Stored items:
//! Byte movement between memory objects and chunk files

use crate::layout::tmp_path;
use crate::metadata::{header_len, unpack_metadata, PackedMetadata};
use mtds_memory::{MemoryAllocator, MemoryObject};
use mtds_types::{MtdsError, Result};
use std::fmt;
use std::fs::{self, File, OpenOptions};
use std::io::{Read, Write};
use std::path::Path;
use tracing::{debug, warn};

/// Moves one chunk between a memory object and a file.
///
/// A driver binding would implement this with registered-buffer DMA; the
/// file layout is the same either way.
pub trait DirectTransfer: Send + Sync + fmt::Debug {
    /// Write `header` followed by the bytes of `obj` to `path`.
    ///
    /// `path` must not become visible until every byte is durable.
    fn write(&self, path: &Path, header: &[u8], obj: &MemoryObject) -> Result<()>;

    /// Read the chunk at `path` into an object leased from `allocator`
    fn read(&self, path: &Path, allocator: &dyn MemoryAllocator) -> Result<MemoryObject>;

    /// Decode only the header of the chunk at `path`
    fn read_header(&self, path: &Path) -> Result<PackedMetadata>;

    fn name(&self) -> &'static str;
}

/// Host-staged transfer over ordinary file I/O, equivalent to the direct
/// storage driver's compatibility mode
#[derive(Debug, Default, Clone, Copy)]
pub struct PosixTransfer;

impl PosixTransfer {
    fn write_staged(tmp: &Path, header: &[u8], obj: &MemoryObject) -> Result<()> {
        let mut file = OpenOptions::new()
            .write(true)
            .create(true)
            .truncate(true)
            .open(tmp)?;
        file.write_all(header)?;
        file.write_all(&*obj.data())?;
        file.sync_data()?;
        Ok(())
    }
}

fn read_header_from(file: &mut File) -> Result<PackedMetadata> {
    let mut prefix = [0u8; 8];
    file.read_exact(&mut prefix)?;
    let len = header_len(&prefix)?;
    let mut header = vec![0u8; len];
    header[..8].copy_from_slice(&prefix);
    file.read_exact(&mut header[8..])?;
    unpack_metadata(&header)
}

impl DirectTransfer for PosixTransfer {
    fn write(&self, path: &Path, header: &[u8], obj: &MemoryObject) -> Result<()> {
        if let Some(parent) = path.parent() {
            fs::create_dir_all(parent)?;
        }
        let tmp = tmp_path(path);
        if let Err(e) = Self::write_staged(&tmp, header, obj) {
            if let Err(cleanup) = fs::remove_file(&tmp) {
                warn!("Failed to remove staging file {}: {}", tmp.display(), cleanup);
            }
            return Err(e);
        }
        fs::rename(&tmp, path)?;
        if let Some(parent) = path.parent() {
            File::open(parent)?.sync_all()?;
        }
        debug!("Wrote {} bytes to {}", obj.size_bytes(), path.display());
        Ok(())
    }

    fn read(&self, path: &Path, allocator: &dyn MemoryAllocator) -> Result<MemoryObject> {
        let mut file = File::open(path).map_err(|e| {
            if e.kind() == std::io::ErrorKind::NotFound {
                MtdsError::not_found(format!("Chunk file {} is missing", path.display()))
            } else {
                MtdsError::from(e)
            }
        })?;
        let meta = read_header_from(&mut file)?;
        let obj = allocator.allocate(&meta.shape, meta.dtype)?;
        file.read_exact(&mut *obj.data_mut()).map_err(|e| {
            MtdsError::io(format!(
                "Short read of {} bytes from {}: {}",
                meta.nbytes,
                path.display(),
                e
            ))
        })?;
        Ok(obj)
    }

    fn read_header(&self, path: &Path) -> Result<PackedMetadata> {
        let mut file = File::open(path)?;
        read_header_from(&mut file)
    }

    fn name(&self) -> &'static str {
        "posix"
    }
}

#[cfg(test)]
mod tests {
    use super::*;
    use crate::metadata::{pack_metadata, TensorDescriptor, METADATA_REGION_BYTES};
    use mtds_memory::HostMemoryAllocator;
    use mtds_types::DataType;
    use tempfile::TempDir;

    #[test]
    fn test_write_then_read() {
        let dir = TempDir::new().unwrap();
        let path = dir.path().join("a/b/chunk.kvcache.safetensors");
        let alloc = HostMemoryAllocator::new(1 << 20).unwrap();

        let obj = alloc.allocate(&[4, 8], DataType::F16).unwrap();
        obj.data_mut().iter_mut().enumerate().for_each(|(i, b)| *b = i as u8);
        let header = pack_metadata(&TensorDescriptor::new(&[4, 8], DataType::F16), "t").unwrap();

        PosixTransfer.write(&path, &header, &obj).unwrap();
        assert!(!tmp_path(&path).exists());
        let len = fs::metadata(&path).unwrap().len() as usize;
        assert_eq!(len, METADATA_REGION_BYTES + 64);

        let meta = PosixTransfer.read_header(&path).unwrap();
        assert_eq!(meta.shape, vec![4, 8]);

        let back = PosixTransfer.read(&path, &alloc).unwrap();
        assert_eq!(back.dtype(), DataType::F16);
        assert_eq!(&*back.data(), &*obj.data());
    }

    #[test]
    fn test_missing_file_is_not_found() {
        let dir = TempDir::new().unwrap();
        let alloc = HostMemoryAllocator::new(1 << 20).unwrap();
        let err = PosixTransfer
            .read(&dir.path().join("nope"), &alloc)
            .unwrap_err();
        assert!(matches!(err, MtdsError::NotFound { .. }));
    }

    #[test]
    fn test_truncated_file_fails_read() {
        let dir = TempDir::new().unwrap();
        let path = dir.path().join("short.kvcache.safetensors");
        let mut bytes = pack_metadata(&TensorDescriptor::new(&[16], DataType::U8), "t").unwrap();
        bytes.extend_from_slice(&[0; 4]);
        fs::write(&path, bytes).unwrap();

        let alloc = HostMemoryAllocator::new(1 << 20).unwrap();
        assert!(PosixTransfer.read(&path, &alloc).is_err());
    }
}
--
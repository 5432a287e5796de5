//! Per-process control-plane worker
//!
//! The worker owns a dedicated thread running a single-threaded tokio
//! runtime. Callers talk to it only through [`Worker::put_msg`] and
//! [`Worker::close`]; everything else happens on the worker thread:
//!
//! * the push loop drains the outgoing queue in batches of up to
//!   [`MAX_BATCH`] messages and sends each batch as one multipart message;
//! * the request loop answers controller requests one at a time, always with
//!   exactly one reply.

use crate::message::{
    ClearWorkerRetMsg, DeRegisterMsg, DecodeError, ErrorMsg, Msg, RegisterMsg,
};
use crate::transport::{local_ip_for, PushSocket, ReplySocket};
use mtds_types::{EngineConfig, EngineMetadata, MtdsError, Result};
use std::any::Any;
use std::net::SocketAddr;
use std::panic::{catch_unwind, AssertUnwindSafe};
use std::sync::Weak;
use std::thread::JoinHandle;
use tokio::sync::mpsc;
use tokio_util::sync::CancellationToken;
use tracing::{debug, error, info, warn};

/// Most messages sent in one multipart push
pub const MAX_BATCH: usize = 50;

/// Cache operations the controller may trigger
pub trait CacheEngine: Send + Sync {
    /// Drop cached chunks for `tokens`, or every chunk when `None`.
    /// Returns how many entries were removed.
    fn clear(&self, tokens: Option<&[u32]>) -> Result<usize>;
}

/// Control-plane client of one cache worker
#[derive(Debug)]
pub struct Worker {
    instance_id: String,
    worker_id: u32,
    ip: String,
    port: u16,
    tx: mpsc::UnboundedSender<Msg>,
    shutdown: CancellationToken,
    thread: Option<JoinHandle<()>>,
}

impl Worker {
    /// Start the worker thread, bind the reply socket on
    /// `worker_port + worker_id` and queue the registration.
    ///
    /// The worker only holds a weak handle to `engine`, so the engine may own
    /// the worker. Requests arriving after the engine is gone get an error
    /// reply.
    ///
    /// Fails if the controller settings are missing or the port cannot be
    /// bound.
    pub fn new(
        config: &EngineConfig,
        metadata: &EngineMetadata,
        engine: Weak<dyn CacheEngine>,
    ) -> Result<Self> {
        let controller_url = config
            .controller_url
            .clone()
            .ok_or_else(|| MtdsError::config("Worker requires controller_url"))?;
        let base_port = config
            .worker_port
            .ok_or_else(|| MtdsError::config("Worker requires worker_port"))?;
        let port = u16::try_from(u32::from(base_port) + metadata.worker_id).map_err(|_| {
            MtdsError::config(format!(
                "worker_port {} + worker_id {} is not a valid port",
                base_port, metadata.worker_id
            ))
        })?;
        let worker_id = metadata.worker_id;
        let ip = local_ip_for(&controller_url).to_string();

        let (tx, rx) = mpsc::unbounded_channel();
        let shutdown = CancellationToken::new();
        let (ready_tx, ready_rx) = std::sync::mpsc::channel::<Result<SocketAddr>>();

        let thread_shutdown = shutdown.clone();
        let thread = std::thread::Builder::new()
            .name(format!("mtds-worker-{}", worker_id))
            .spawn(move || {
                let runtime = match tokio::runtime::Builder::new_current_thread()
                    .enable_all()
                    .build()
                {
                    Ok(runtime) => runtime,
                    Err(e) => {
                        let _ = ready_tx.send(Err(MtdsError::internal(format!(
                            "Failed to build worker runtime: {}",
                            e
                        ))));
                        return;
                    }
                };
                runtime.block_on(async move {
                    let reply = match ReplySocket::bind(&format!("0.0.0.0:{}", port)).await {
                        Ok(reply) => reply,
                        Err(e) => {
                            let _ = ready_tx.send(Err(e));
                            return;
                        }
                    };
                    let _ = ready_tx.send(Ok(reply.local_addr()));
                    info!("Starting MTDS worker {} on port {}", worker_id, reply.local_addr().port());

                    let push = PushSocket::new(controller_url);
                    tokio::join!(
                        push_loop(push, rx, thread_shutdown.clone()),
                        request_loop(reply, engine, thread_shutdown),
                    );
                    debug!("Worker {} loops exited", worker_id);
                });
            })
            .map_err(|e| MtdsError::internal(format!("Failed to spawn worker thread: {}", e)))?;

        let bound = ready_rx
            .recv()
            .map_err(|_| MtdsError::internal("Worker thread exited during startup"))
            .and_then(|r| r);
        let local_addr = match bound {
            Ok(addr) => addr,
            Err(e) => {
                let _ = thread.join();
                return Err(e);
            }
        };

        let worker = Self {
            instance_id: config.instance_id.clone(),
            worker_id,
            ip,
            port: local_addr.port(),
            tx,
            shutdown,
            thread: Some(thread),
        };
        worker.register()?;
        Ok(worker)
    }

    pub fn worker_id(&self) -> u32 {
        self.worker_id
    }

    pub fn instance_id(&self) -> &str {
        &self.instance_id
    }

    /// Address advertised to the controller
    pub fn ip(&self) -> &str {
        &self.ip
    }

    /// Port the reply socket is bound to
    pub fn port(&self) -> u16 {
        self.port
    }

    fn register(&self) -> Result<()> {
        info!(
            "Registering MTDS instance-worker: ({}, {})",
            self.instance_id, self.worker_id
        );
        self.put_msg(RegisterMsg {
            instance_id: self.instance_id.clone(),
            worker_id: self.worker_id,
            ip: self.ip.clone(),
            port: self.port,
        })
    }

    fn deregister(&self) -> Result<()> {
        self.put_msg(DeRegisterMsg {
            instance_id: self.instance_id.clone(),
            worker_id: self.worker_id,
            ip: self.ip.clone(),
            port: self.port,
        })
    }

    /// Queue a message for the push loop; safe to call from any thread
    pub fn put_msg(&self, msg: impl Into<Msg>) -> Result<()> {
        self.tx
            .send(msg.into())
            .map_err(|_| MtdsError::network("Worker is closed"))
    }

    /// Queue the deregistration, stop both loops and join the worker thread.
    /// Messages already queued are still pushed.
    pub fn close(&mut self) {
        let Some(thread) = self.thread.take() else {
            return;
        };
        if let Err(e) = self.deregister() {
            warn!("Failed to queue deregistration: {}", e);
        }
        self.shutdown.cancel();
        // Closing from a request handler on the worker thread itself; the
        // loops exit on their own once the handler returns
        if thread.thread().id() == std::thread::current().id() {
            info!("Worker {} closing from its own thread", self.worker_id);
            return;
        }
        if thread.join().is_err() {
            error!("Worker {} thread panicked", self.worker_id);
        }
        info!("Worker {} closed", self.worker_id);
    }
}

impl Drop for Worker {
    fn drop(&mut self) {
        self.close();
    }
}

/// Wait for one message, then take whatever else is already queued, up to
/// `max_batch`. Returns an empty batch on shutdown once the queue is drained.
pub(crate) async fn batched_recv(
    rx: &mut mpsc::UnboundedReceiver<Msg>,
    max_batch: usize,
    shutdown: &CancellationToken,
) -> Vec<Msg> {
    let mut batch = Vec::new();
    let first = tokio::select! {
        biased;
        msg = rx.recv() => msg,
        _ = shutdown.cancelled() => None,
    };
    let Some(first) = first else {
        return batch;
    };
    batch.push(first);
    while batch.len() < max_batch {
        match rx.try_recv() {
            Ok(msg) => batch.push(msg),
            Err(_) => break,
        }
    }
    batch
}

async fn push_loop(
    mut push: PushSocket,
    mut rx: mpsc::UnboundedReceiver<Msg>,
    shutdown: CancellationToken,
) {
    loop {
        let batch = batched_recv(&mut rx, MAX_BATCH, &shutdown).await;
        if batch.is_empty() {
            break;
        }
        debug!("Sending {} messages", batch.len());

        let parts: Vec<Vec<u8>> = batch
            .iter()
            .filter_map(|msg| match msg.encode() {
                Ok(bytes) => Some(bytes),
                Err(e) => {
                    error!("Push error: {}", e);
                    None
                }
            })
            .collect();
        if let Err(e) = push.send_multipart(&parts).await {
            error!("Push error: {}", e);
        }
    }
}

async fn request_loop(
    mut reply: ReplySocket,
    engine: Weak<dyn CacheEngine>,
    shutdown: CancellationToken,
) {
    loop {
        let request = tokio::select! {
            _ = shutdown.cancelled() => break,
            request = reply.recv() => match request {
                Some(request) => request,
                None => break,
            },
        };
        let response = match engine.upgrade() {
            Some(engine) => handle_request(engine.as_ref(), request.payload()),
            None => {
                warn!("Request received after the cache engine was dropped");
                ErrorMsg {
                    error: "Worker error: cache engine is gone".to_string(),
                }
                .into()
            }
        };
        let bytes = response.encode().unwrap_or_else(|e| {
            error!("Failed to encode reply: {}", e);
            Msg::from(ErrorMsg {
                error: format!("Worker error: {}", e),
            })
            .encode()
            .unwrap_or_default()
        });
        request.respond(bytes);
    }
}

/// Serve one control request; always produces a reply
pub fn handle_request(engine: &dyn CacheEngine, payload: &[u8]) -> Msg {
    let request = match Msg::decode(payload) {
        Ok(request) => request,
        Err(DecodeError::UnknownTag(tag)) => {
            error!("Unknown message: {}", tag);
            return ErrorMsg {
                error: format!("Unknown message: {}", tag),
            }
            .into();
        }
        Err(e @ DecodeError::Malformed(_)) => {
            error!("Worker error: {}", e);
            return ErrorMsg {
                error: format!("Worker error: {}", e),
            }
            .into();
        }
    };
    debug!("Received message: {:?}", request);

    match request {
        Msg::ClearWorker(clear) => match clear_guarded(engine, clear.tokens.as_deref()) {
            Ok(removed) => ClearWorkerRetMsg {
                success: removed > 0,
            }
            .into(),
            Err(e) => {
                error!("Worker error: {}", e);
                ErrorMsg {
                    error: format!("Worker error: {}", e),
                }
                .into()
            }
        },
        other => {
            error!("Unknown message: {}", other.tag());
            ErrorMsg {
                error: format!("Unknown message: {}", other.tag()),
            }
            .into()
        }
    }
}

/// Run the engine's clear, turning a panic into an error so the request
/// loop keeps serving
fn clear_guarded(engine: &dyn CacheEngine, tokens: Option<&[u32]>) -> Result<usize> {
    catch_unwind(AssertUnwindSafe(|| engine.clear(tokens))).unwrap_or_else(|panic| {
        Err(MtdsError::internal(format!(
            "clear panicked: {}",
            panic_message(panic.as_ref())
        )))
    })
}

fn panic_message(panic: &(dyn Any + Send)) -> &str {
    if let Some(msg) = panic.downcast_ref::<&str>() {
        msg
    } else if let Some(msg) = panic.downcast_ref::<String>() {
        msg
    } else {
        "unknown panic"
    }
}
--
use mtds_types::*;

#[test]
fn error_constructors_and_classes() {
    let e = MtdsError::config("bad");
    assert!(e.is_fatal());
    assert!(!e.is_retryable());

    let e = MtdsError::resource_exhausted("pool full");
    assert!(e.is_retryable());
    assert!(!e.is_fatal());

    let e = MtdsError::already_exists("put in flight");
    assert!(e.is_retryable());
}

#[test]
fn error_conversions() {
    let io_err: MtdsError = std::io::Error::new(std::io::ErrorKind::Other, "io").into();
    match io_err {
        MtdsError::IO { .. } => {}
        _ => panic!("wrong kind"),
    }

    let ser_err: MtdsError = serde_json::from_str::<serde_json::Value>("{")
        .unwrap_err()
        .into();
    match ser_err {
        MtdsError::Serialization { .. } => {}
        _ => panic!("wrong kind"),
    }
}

WHAT YOU SHOULD DO:
How many lines of the records contain the string "always"? Respond with the number alone.

SOLUTION TO THIS TASK:
2